Somehow, despite having studied poetry myself, I didn’t anticipate these themes extending into living times. Besides a few dedicated genre poets like Bruce Boston, I didn’t know anybody still wrote that way, not when most poets teach college courses and winsomely court the tenure committee. Therefore, most surprising of all, nearly half this collection derives from poets currently, or recently, living. One doesn’t think “horror” when teachers and other eminences name Rita Dove, Billy Collins, or Ciarán Carson. Maybe we should.

These contemporary poets, however, simply feel different from their classical precursors. Modern horror poetry, like modern poetry generally, deals less in universal truths and broad archetypes; it favors greater intimacy. That is, it would rather bare the poet’s soul than describe humanity generally.
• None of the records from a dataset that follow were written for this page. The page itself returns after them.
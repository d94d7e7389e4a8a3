// E-Line: Provisioning Point-to-Point Circuits in Software-Defined Networks
// Copyright (C) 2021  The E-Line Authors
//
// This program is free software; you can redistribute it and/or modify
// it under the terms of the GNU General Public License as published by
// the Free Software Foundation; either version 2 of the License, or
// (at your option) any later version.
//
// This program is distributed in the hope that it will be useful,
// but WITHOUT ANY WARRANTY; without even the implied warranty of
// MERCHANTABILITY or FITNESS FOR A PARTICULAR PURPOSE.  See the
// GNU General Public License for more details.
//
// You should have received a copy of the GNU General Public License along
// with this program; if not, write to the Free Software Foundation, Inc.,
// 51 Franklin Street, Fifth Floor, Boston, MA 02110-1301 USA.

//! # Circuit Admission
//!
//! The [`CircuitManager`] drives the whole lifecycle of a circuit:
//!
//! 1. **Requested**: The request is parsed and validated. Invalid requests are rejected before any
//!    other service is contacted.
//! 2. **PathRequested**: The topology oracle is asked for all candidate paths between the two UNIs.
//! 3. **PathSelected**: The [`PathSelector`] picks the candidate with the lowest usage, based on
//!    all stored circuits.
//! 4. **Persisted**: The path is attached, and the circuit is stored with status
//!    [`CircuitStatus::PendingFlows`].
//! 5. **FlowsInstalled**: The forwarding rules are installed, and the circuit becomes
//!    [`CircuitStatus::Active`].
//!
//! Steps 3 and 4 happen while holding the admission lock. Hence, two concurrent requests cannot
//! both see the capacity of a link that only one of them can get.
//!
//! Step 5 holds the admission lock as well, and only installs the flows if the stored circuit is
//! still [`CircuitStatus::PendingFlows`]. A teardown first marks the circuit as
//! [`CircuitStatus::PendingRemoval`] under the same lock, and removes the flows only afterwards.
//! Hence, flows are never installed after the teardown of their circuit has started. A circuit
//! that is torn down before its flows are installed yields [`Error::Conflict`].
//!
//! Installing the forwarding rules is not transactional with storing the circuit. If the flow
//! service fails, the circuit remains stored as [`CircuitStatus::PendingFlows`], and
//! [`CircuitManager::reconcile`] retries later. The same holds for the teardown, where the circuit
//! is kept as [`CircuitStatus::PendingRemoval`] until all of its rules are removed. Removing the
//! flows happens without the admission lock.

use crate::forwarding::{FlowMode, FlowService, ForwardingDriver};
use crate::ledger::CapacityTable;
use crate::model::{Circuit, CircuitRequest, CircuitStatus, ValidationError};
use crate::oracle::{CandidatePath, PathOracle};
use crate::selector::PathSelector;
use crate::settings::Settings;
use crate::store::{CircuitStore, FileStore};
use crate::{Error, Result};

use controller_api::{FlowManager, Pathfinder};
use log::*;
use std::sync::{Mutex, MutexGuard, PoisonError};

/// Outcome of a reconciliation pass
#[derive(Debug, Clone, Default, PartialEq, Eq)]
pub struct ReconcileReport {
    /// Circuits whose flows are now installed
    pub activated: Vec<String>,
    /// Circuits which are now removed
    pub removed: Vec<String>,
    /// Circuits which still could not be handled, together with the reason
    pub failed: Vec<(String, String)>,
}

impl ReconcileReport {
    /// Returns true if nothing had to be done
    pub fn is_empty(&self) -> bool {
        self.activated.is_empty() && self.removed.is_empty() && self.failed.is_empty()
    }

    fn record_failure(&mut self, id: String, error: Error) {
        match error {
            // deleted concurrently, nothing left to do
            Error::NotFound(_) | Error::Conflict(_) => {
                debug!("Circuit {} vanished during reconciliation", id)
            }
            e => {
                warn!("Cannot reconcile circuit {}: {}", id, e);
                self.failed.push((id, e.to_string()));
            }
        }
    }
}

/// # Circuit Manager
///
/// Entry point for creating, inspecting and removing circuits. The manager can be shared between
/// threads; all operations take `&self`.
pub struct CircuitManager {
    oracle: Box<dyn PathOracle>,
    driver: ForwardingDriver<Box<dyn FlowService>>,
    store: Box<dyn CircuitStore>,
    capacity_ceiling: u64,
    admission_lock: Mutex<()>,
}

impl CircuitManager {
    /// Create a new manager from its collaborators.
    pub fn new(
        oracle: impl PathOracle + 'static,
        flows: impl FlowService + 'static,
        store: impl CircuitStore + 'static,
        capacity_ceiling: u64,
    ) -> Self {
        Self {
            oracle: Box::new(oracle),
            driver: ForwardingDriver::new(Box::new(flows)),
            store: Box::new(store),
            capacity_ceiling,
            admission_lock: Mutex::new(()),
        }
    }

    /// Create a manager talking to the controller and storing circuits on disk, as configured in
    /// `settings`.
    pub fn from_settings(settings: &Settings) -> Result<Self> {
        settings.validate()?;
        let timeout = settings.request_timeout();
        let pathfinder = Pathfinder::new(settings.pathfinder_url.as_str(), timeout)?;
        let flow_manager = FlowManager::new(settings.flow_manager_url.as_str(), timeout)?;
        info!(
            "Using pathfinder at {}, flow manager at {}, storing circuits in {}",
            pathfinder.base_url(),
            flow_manager.base_url(),
            settings.circuits_path.display()
        );
        Ok(Self::new(
            pathfinder,
            flow_manager,
            FileStore::new(&settings.circuits_path),
            settings.capacity_ceiling,
        ))
    }

    /// All stored circuits
    pub fn list(&self) -> Result<Vec<Circuit>> {
        Ok(self.store.list()?)
    }

    /// The circuit with the given ID
    pub fn get(&self, id: &str) -> Result<Circuit> {
        self.store.load(id)?.ok_or_else(|| Error::NotFound(id.to_string()))
    }

    /// Parse the JSON request and admit the new circuit. See [`CircuitManager::admit`].
    pub fn create(&self, request: &[u8]) -> Result<Circuit> {
        let circuit = Circuit::from_request(CircuitRequest::from_json(request)?)?;
        self.admit(circuit)
    }

    /// Select a path for the circuit, store it and install its flows. The circuit must not have
    /// a path yet.
    ///
    /// If the flows cannot be installed, [`Error::Forwarding`] is returned, but the circuit stays
    /// stored with status [`CircuitStatus::PendingFlows`]. If the circuit is deleted before its
    /// flows are installed, [`Error::Conflict`] is returned.
    pub fn admit(&self, mut circuit: Circuit) -> Result<Circuit> {
        let (uni_a, uni_z) = (circuit.uni_a().clone(), circuit.uni_z().clone());
        info!("Requesting paths for {}", circuit);
        let candidates = self.oracle.candidate_paths(&uni_a.endpoint, &uni_z.endpoint)?;
        if candidates.is_empty() {
            error!("Pathfinder returned no path for {}", circuit);
            return Err(Error::NoPath);
        }

        let mut capacities = CapacityTable::new(self.capacity_ceiling);
        capacities.extend(candidates.iter().flat_map(|c| c.capacities.iter().cloned()));
        let candidates: Vec<CandidatePath> =
            candidates.into_iter().filter(|c| c.connects(&uni_a, &uni_z)).collect();
        if candidates.is_empty() {
            error!("Pathfinder returned no path connecting {}", circuit);
            return Err(Error::NoPath);
        }

        {
            let _guard = self.lock();
            let circuits = self.store.list()?;
            if circuits.iter().any(|c| c.id() == circuit.id()) {
                return Err(ValidationError::DuplicateId(circuit.id().to_string()).into());
            }
            let selection = PathSelector::new(&circuits, &capacities)
                .select_best_path(&candidates, circuit.bandwidth())
                .ok_or(Error::InsufficientResources)?;
            info!(
                "Selected path {} with usage {} for circuit {}",
                selection.index,
                selection.usage,
                circuit.id()
            );
            circuit.attach_path(selection.links)?;
            circuit.set_status(CircuitStatus::PendingFlows);
            self.store.save(&circuit)?;
        }

        self.install(&mut circuit)?;
        Ok(circuit)
    }

    /// Remove the flows of the circuit, and delete it.
    ///
    /// If the flows cannot be removed, [`Error::Forwarding`] is returned, and the circuit stays
    /// stored with status [`CircuitStatus::PendingRemoval`].
    pub fn delete(&self, id: &str) -> Result<()> {
        let mut circuit = {
            let _guard = self.lock();
            let mut circuit = self.get(id)?;
            circuit.set_status(CircuitStatus::PendingRemoval);
            self.store.save(&circuit)?;
            circuit
        };
        self.remove(&mut circuit)
    }

    /// Retry all incomplete transitions: install the flows of circuits that are
    /// [`CircuitStatus::PendingFlows`], and finish the removal of circuits that are
    /// [`CircuitStatus::PendingRemoval`].
    pub fn reconcile(&self) -> Result<ReconcileReport> {
        let mut report = ReconcileReport::default();
        for mut circuit in self.store.list()? {
            let id = circuit.id().to_string();
            match circuit.status() {
                CircuitStatus::Active => {}
                CircuitStatus::PendingFlows => match self.install(&mut circuit) {
                    Ok(()) => report.activated.push(id),
                    Err(e) => report.record_failure(id, e),
                },
                CircuitStatus::PendingRemoval => match self.remove(&mut circuit) {
                    Ok(()) => report.removed.push(id),
                    Err(e) => report.record_failure(id, e),
                },
            }
        }
        if !report.is_empty() {
            info!(
                "Reconciliation: {} activated, {} removed, {} failed",
                report.activated.len(),
                report.removed.len(),
                report.failed.len()
            );
        }
        Ok(report)
    }

    /// Install the flows, and mark the circuit as active. Nothing is installed unless the stored
    /// circuit is still pending. The admission lock is held throughout, such that a teardown cannot
    /// start while the flows are being installed.
    fn install(&self, circuit: &mut Circuit) -> Result<()> {
        let _guard = self.lock();
        match self.store.load(circuit.id())?.map(|c| c.status()) {
            Some(CircuitStatus::PendingFlows) => {}
            Some(CircuitStatus::Active) => {
                debug!("Circuit {} is already active", circuit.id());
                circuit.set_status(CircuitStatus::Active);
                return Ok(());
            }
            status => {
                warn!("Circuit {} was removed before its flows were installed", circuit.id());
                circuit.set_status(status.unwrap_or(CircuitStatus::PendingRemoval));
                return Err(Error::Conflict(circuit.id().to_string()));
            }
        }
        self.driver
            .apply_circuit(circuit, FlowMode::Install)
            .map_err(|e| Error::Forwarding(circuit.id().to_string(), e))?;
        circuit.set_status(CircuitStatus::Active);
        self.store.save(circuit)?;
        info!("Circuit {} is active", circuit.id());
        Ok(())
    }

    /// Remove the flows, and delete the record. The circuit must already be stored as
    /// [`CircuitStatus::PendingRemoval`].
    fn remove(&self, circuit: &mut Circuit) -> Result<()> {
        self.driver
            .apply_circuit(circuit, FlowMode::Remove)
            .map_err(|e| Error::Forwarding(circuit.id().to_string(), e))?;
        let _guard = self.lock();
        if self.store.delete(circuit.id())? {
            info!("Circuit {} is deleted", circuit.id());
        } else {
            // a concurrent teardown was faster, but the flows are removed either way
            debug!("Circuit {} was already deleted", circuit.id());
        }
        Ok(())
    }

    fn lock(&self) -> MutexGuard<'_, ()> {
        self.admission_lock.lock().unwrap_or_else(PoisonError::into_inner)
    }
}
Yet despite this intimacy, these poems are surprisingly humane and inclusive. George Bernard Shaw said only the deeply personal is ever truly universal. That certainly conveys in poems like Bryan Dietrich’s “Zombies”:
                                                 Beside a tombstone
you make your final stand. Stealing the arm, shoulder
and all, from one who may have been your father, you fend
them off for a while, waving his limb before you
the way you would a dowsing rod, a hand of glory.
Living, you tire. Fighting, you fall. Past lovers
get to you first, their mouths glorious, their bums hot.
What teeth they have to rip rivulets down your shins.
With our medicine, science, and technology, we today delude ourselves that we’ve established control. We exclude chance and mortality from our decisions, screaming YOLO while simultaneously stockpiling our retirement accounts, believing we’re eternal. But poetry, itself innately anti-modern, obstinately reminds us our illusions fool only ourselves. This collection, a mere sampling of poems designed to cause fear, channels a world our spirits cannot forget.